The problem was so important that German mathematician David Hilbert
placed it at the head of his famous list of 23 outstanding problems for the next
century, presented to the International Mathematical Congress in Paris in 1900.
Gödel emphatically believed the hypothesis to be false, but he did not prove it.
He did prove (in 1938) that the hypothesis was compatible with the Zermelo–
Fraenkel axioms for set theory. A quarter of a century later, Paul Cohen startled
Gödel and the logicians by proving that the continuum hypothesis could not be
deduced from the Zermelo–Fraenkel axioms. This is equivalent to showing the
axioms and the negation of the hypothesis is consistent. Combined with Gödel’s
1938 result, Cohen had shown that the continuum hypothesis was independent
of the rest of the axioms for set theory.

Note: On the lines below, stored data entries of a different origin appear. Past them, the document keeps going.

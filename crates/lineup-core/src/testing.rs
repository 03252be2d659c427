//! Test doubles shared by the lifecycle and worker tests.

use crate::engine::{check_batch, EngineError, EngineFactory, RecognitionEngine};
use crate::types::{Prediction, Variant};
use image::{GrayImage, Luma};
use parking_lot::Mutex;
use std::path::{Path, PathBuf};
use std::sync::atomic::{AtomicBool, Ordering};
use std::sync::Arc;
use tempfile::TempDir;

/// One engine call, with the sample sizes it saw.
#[derive(Debug, Clone, PartialEq, Eq)]
pub enum Call {
    Train { sizes: Vec<(u32, u32)>, labels: Vec<i32> },
    Update { sizes: Vec<(u32, u32)>, labels: Vec<i32> },
    Predict { size: (u32, u32) },
    Save,
    Load,
}

/// Engine that records every call and predicts the first label it knows.
struct RecordingEngine {
    variant: Variant,
    calls: Arc<Mutex<Vec<Call>>>,
    fail_train: bool,
    fail_save: Arc<AtomicBool>,
    labels: Vec<i32>,
}

fn sizes(samples: &[GrayImage]) -> Vec<(u32, u32)> {
    samples.iter().map(|s| s.dimensions()).collect()
}

impl RecognitionEngine for RecordingEngine {
    fn variant(&self) -> Variant {
        self.variant
    }

    fn train(&mut self, samples: &[GrayImage], labels: &[i32]) -> Result<(), EngineError> {
        check_batch(samples, labels)?;
        self.calls.lock().push(Call::Train {
            sizes: sizes(samples),
            labels: labels.to_vec(),
        });
        if self.fail_train {
            return Err(EngineError::Backend("training diverged".into()));
        }
        self.labels = labels.to_vec();
        Ok(())
    }

    fn update(&mut self, samples: &[GrayImage], labels: &[i32]) -> Result<(), EngineError> {
        if !self.variant.supports_incremental_update() {
            return Err(EngineError::UpdateUnsupported(self.variant));
        }
        check_batch(samples, labels)?;
        self.calls.lock().push(Call::Update {
            sizes: sizes(samples),
            labels: labels.to_vec(),
        });
        self.labels.extend_from_slice(labels);
        Ok(())
    }

    fn predict(&self, sample: &GrayImage) -> Result<Prediction, EngineError> {
        self.calls.lock().push(Call::Predict {
            size: sample.dimensions(),
        });
        let label = *self.labels.first().ok_or(EngineError::Untrained("predict"))?;
        Ok(Prediction {
            label,
            confidence: 1.5,
        })
    }

    fn save(&self, path: &Path) -> Result<(), EngineError> {
        self.calls.lock().push(Call::Save);
        if self.fail_save.load(Ordering::SeqCst) {
            return Err(EngineError::Backend("disk full".into()));
        }
        std::fs::write(path, serde_json::to_vec(&self.labels)?)?;
        Ok(())
    }

    fn load(&mut self, path: &Path) -> Result<(), EngineError> {
        self.calls.lock().push(Call::Load);
        self.labels = serde_json::from_slice(&std::fs::read(path)?)?;
        Ok(())
    }
}

/// Factory handing out recording engines that share one call log.
#[derive(Clone, Default)]
pub struct RecordingFactory {
    calls: Arc<Mutex<Vec<Call>>>,
    created: Arc<Mutex<Vec<Variant>>>,
    fail_train: bool,
    fail_save: Arc<AtomicBool>,
    /// When set, every engine reports this variant whatever was requested.
    bound_variant: Option<Variant>,
}

impl RecordingFactory {
    pub fn failing_train() -> Self {
        Self {
            fail_train: true,
            ..Self::default()
        }
    }

    /// Factory whose engines are always bound to `variant`.
    pub fn bound_to(variant: Variant) -> Self {
        Self {
            bound_variant: Some(variant),
            ..Self::default()
        }
    }

    /// Make every later `save` on this factory's engines fail.
    pub fn fail_saves(&self, fail: bool) {
        self.fail_save.store(fail, Ordering::SeqCst);
    }

    pub fn calls(&self) -> Vec<Call> {
        self.calls.lock().clone()
    }

    /// Variants of every engine created so far, in order.
    pub fn created(&self) -> Vec<Variant> {
        self.created.lock().clone()
    }
}

impl EngineFactory for RecordingFactory {
    fn create(&self, variant: Variant) -> Result<Box<dyn RecognitionEngine>, EngineError> {
        self.created.lock().push(variant);
        Ok(Box::new(RecordingEngine {
            variant: self.bound_variant.unwrap_or(variant),
            calls: self.calls.clone(),
            fail_train: self.fail_train,
            fail_save: self.fail_save.clone(),
            labels: Vec::new(),
        }))
    }
}

pub fn gray(w: u32, h: u32, v: u8) -> GrayImage {
    GrayImage::from_pixel(w, h, Luma([v]))
}

/// Write a solid grayscale PNG into `dir` and return its path.
pub fn write_png(dir: &TempDir, name: &str, w: u32, h: u32, v: u8) -> PathBuf {
    let path = dir.path().join(name);
    gray(w, h, v).save(&path).unwrap();
    path
}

This state of affairs is similar in nature to the way the parallel postulate in
geometry (see page 108) is independent of Euclid’s other axioms. That discovery
resulted in a flowering of the non-Euclidean geometries which, amongst other
things, made possible the advancement of relativity theory by Einstein. In a
similar way, the continuum hypothesis can be accepted or rejected without
disturbing the other axioms for set theory. After Cohen’s pioneering result a
whole new field was created which attracted generations of mathematicians who
adopted the techniques he used in proving the independence of the continuum
hypothesis.

the condensed idea

Many treated as one